Vergangenen Samstag wurden in Berlin die Europäischen Filmpreise verliehen, und als kinobegeisterter Filmschaffender sollte ich eigentlich in meinem Blog darüber berichten. Eigentlich. Zu meiner Schande muss ich jedoch gestehen, dass ich zum einen gar nicht wusste, dass die Preise vergeben wurden (Wie, schon wieder?, war mein erster Gedanke), und zum anderen, dass ich von allen preisgekrönten Produktionen nur eine einzige (Amy) gesehen habe. Asche auf mein Haupt.

Die Verantwortlichen der Europäischen Filmakademie beklagten ja schon des Öfteren den mangelnden Bekanntheitsgrad des Preises im Bewusstsein der europäischen Kinogänger. Dabei soll der Preis genau das bewirken: Das Interesse auf den europäischen Film richten. Hin und wieder gelingt es auch tatsächlich, einen preisgekrönten Streifen noch einmal in die Kinos zu bringen und ihm weitere Zuschauer zu verschaffen, aber das ist eher die Ausnahme als die Regel.

Warum interessiert sich, spitz formuliert, außer den Nominierten kaum jemand für diesen Preis?
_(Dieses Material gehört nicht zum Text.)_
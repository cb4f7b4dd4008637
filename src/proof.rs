//! Σ-protocol proof of correct share computation.
//!
//! Proves knowledge of two scalars `(y1, y2)` satisfying the simultaneous
//! relations `Y1 = y1*B`, `Y2 = y2*B` and `A = y1*A1 + y2*A2` — three Schnorr
//! relations composed under one Fiat-Shamir challenge. `B` is always the curve
//! generator, so the prover commits with base multiplications and the
//! transcript carries the generator's coordinates in the `B` position.

use rand_core::{CryptoRng, RngCore};
use serde::{Deserialize, Serialize};
use subtle::ConstantTimeEq;

use crate::cipher::Share;
use crate::error::Result;
use crate::keypair::{PublicKey, SecretKey};
use crate::point::CurvePoint;
use crate::scalar::Scalar;
use crate::util::challenge;

/// A non-interactive proof `(c, r1, r2)`, transmitted alongside its share.
#[derive(Copy, Clone, Debug, PartialEq, Eq, Serialize, Deserialize)]
pub struct Proof {
    pub(crate) c: Scalar,
    pub(crate) r1: Scalar,
    pub(crate) r2: Scalar,
}

/// Proves knowledge of `(y1, y2)` with `Y1 = y1*B`, `Y2 = y2*B` and
/// `A = y1*A1 + y2*A2`.
pub fn prove<R>(
    rng: &mut R,
    y1: &Scalar,
    y2: &Scalar,
    Y1: &CurvePoint,
    Y2: &CurvePoint,
    A1: &CurvePoint,
    A2: &CurvePoint,
    A: &CurvePoint,
) -> Result<Proof>
where
    R: RngCore + CryptoRng,
{
    let v1 = Scalar::random(rng)?;
    let v2 = Scalar::random(rng)?;
    Ok(prove_with_nonces(&v1, &v2, y1, y2, Y1, Y2, A1, A2, A))
}

// Commit-challenge-respond with caller-supplied commitment nonces. Outside the
// test suite the nonces must come fresh from `prove`; a repeated nonce hands
// the witness to anyone holding both proofs.
pub(crate) fn prove_with_nonces(
    v1: &Scalar,
    v2: &Scalar,
    y1: &Scalar,
    y2: &Scalar,
    Y1: &CurvePoint,
    Y2: &CurvePoint,
    A1: &CurvePoint,
    A2: &CurvePoint,
    A: &CurvePoint,
) -> Proof {
    // T1 = v1*B, T2 = v2*B, T3 = v1*A1 + v2*A2
    let T1 = CurvePoint::base_mul(v1);
    let T2 = CurvePoint::base_mul(v2);
    let T3 = CurvePoint(A1.0 * v1.0 + A2.0 * v2.0);

    let c = challenge([Y1, Y2, A1, A2, A, &T1, &T2, &T3]);

    // r1 = v1 - c*y1, r2 = v2 - c*y2 (mod n)
    let r1 = Scalar(v1.0 - c.0 * y1.0);
    let r2 = Scalar(v2.0 - c.0 * y2.0);

    Proof { c, r1, r2 }
}

/// Verifies a proof against the public points `(Y1, Y2, A1, A2, A)`.
///
/// A `false` return is a verdict, not an error; callers decide how to treat
/// the failing prover.
pub fn verify(
    pi: &Proof,
    Y1: &CurvePoint,
    Y2: &CurvePoint,
    A1: &CurvePoint,
    A2: &CurvePoint,
    A: &CurvePoint,
) -> bool {
    // T1' = r1*B + c*Y1, T2' = r2*B + c*Y2, T3' = r1*A1 + r2*A2 + c*A
    let T1 = CurvePoint(CurvePoint::base_mul(&pi.r1).0 + Y1.0 * pi.c.0);
    let T2 = CurvePoint(CurvePoint::base_mul(&pi.r2).0 + Y2.0 * pi.c.0);
    let T3 = CurvePoint(A1.0 * pi.r1.0 + A2.0 * pi.r2.0 + A.0 * pi.c.0);

    let c = challenge([Y1, Y2, A1, A2, A, &T1, &T2, &T3]);
    pi.c.0.ct_eq(&c.0).into()
}

impl Share {
    /// Proves this share was computed from the nonce `ri` and the member's
    /// private key.
    ///
    /// Instantiates the generic relations with `y1 = ri`, `y2 = ki`,
    /// `Y1 = share.K`, `Y2 = ki*B`, `A1 = Q`, `A2 = -rB`, `A = share.C`.
    pub fn prove<R>(
        &self,
        rng: &mut R,
        ri: &Scalar,
        secret: &SecretKey,
        target: &PublicKey,
        rB: &CurvePoint,
    ) -> Result<Proof>
    where
        R: RngCore + CryptoRng,
    {
        let node = secret.public();
        let A2 = -*rB;
        prove(
            rng,
            ri,
            secret.scalar(),
            &self.K,
            node.as_point(),
            target.as_point(),
            &A2,
            &self.C,
        )
    }

    /// Verifies a member's proof against its published public key.
    ///
    /// A failing proof marks the member malicious or faulty; its share must
    /// not enter the aggregation.
    pub fn verify(
        &self,
        pi: &Proof,
        node: &PublicKey,
        target: &PublicKey,
        rB: &CurvePoint,
    ) -> bool {
        let A2 = -*rB;
        verify(
            pi,
            &self.K,
            node.as_point(),
            target.as_point(),
            &A2,
            &self.C,
        )
    }
}

#[cfg(test)]
mod tests {
    use super::*;
    use crate::Keypair;
    use rand::thread_rng;

    #[test]
    fn generic_proof_round_trip() {
        let rng = &mut thread_rng();
        for _ in 0..10 {
            let y1 = Scalar::random(rng).unwrap();
            let y2 = Scalar::random(rng).unwrap();
            let A1 = CurvePoint::random(rng).unwrap();
            let A2 = CurvePoint::random(rng).unwrap();
            let Y1 = CurvePoint::base_mul(&y1);
            let Y2 = CurvePoint::base_mul(&y2);
            let A = A1 * y1 + A2 * y2;

            let pi = prove(rng, &y1, &y2, &Y1, &Y2, &A1, &A2, &A).unwrap();
            assert!(verify(&pi, &Y1, &Y2, &A1, &A2, &A));
        }
    }

    #[test]
    fn share_proof_round_trip() {
        let rng = &mut thread_rng();
        for _ in 0..10 {
            let node = Keypair::new(rng).unwrap();
            let target = Keypair::new(rng).unwrap();
            let rB = CurvePoint::random(rng).unwrap();

            let (share, ri) = node.secret().share(rng, target.public(), &rB).unwrap();
            let pi = share
                .prove(rng, &ri, node.secret(), target.public(), &rB)
                .unwrap();
            assert!(share.verify(&pi, node.public(), target.public(), &rB));
        }
    }

    #[test]
    fn tampering_breaks_verification() {
        let rng = &mut thread_rng();
        let node = Keypair::new(rng).unwrap();
        let target = Keypair::new(rng).unwrap();
        let other = Keypair::new(rng).unwrap();
        let rB = CurvePoint::random(rng).unwrap();

        let (share, ri) = node.secret().share(rng, target.public(), &rB).unwrap();
        let pi = share
            .prove(rng, &ri, node.secret(), target.public(), &rB)
            .unwrap();
        assert!(share.verify(&pi, node.public(), target.public(), &rB));

        let tweak = Scalar::one();
        let g = CurvePoint::generator();

        let bad = Proof { c: pi.c + tweak, ..pi };
        assert!(!share.verify(&bad, node.public(), target.public(), &rB));
        let bad = Proof { r1: pi.r1 + tweak, ..pi };
        assert!(!share.verify(&bad, node.public(), target.public(), &rB));
        let bad = Proof { r2: pi.r2 + tweak, ..pi };
        assert!(!share.verify(&bad, node.public(), target.public(), &rB));

        let bad = Share { K: share.K + g, ..share };
        assert!(!bad.verify(&pi, node.public(), target.public(), &rB));
        let bad = Share { C: share.C + g, ..share };
        assert!(!bad.verify(&pi, node.public(), target.public(), &rB));

        assert!(!share.verify(&pi, other.public(), target.public(), &rB));
        assert!(!share.verify(&pi, node.public(), other.public(), &rB));
        assert!(!share.verify(&pi, node.public(), target.public(), &(rB + g)));
    }

    // Reusing the commitment nonces across two transcripts surrenders both
    // witnesses: with r2 = v2 - c*k and r2' = v2 - c'*k the holder of both
    // proofs computes k = (r2 - r2') / (c' - c) mod n.
    #[test]
    fn nonce_reuse_leaks_private_key() {
        let rng = &mut thread_rng();
        let node = Keypair::new(rng).unwrap();
        let target1 = Keypair::new(rng).unwrap();
        let target2 = Keypair::new(rng).unwrap();
        let rB = CurvePoint::random(rng).unwrap();

        let ri = Scalar::random(rng).unwrap();
        let v1 = Scalar::random(rng).unwrap();
        let v2 = Scalar::random(rng).unwrap();

        let sk = node.secret();
        let node_pk = node.public();
        let A2 = -rB;

        let s1 = sk.share_with_nonce(&ri, target1.public(), &rB);
        let s2 = sk.share_with_nonce(&ri, target2.public(), &rB);

        // reused share nonce: the left points collide, linking the shares
        assert_eq!(s1.K, s2.K);

        let p1 = prove_with_nonces(
            &v1, &v2, &ri, sk.scalar(), &s1.K, node_pk.as_point(),
            target1.public().as_point(), &A2, &s1.C,
        );
        let p2 = prove_with_nonces(
            &v1, &v2, &ri, sk.scalar(), &s2.K, node_pk.as_point(),
            target2.public().as_point(), &A2, &s2.C,
        );
        assert!(p1.c != p2.c);

        let inv = (p2.c - p1.c).invert().unwrap();
        let leaked_sk = (p1.r2 - p2.r2) * inv;
        let leaked_ri = (p1.r1 - p2.r1) * inv;
        assert!(leaked_sk == *sk.scalar());
        assert!(leaked_ri == ri);
    }
}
Warum reden alle immer nur vom Oscar – und manchmal auch von den Golden Globes, aber nicht von … Und da haben wir eine erste Antwort: Europäischer Filmpreis klingt einfach nicht sexy. Oscar ist zwar nur ein Spitzname, hat sich aber so eingebürgert, dass der durchschnittliche Kinogänger bei dem Begriff Academy Award erst einmal überlegen müsste, was damit gemeint ist. Früher gab es übrigens den Versuch, den Namen Felix einzuführen, so hieß die Trophäe, die verliehen wurde, aber trotz des Namens war der ganzen Sache kein Glück beschienen. Jetzt bekommen die Preisträger eine namenlose Frauen-Statuette in die Hand. Man könnte sagen, eine Europa. Genützt hat das nichts. Wenn überhaupt, dann sagen alle immer: Das ist der europäische Oscar. Was vielleicht gut gemeint ist, aber nicht gerade nett.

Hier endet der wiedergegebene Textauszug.